WORK ITEM: Every line from the line containing "use crate::modules::auth::schema::UserResponse;" to the end of the data must appear in the answer exactly as it appears there, and nothing else.

MATERIAL SUPPLIED:

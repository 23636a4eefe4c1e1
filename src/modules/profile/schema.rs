use serde::Serialize;

use crate::modules::auth::schema::UserResponse;
use crate::modules::blog::model::BlogView;
use crate::modules::comment::model::CommentView;
use crate::modules::common::Paginated;
use crate::modules::expense::model::Expense;
use crate::modules::priority::model::Priority;
use crate::modules::share::model::Share;
use crate::modules::task::model::Task;

/// Everything the caller owns, each collection paged with the same window.
#[derive(Debug, Serialize)]
pub struct ProfileResponse {
    pub user: UserResponse,
    pub blogs: Paginated<BlogView>,
    pub comments: Paginated<CommentView>,
    pub tasks: Paginated<Task>,
    pub shares: Paginated<Share>,
    pub expenses: Paginated<Expense>,
    pub priorities: Paginated<Priority>,
}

RESULT OF THIS EXERCISE:
use crate::modules::auth::schema::UserResponse;
use crate::modules::blog::model::BlogView;
use crate::modules::comment::model::CommentView;
use crate::modules::common::Paginated;
use crate::modules::expense::model::Expense;
use crate::modules::priority::model::Priority;
use crate::modules::share::model::Share;
use crate::modules::task::model::Task;

/// Everything the caller owns, each collection paged with the same window.
#[derive(Debug, Serialize)]
pub struct ProfileResponse {
    pub user: UserResponse,
    pub blogs: Paginated<BlogView>,
    pub comments: Paginated<CommentView>,
    pub tasks: Paginated<Task>,
    pub shares: Paginated<Share>,
    pub expenses: Paginated<Expense>,
    pub priorities: Paginated<Priority>,
}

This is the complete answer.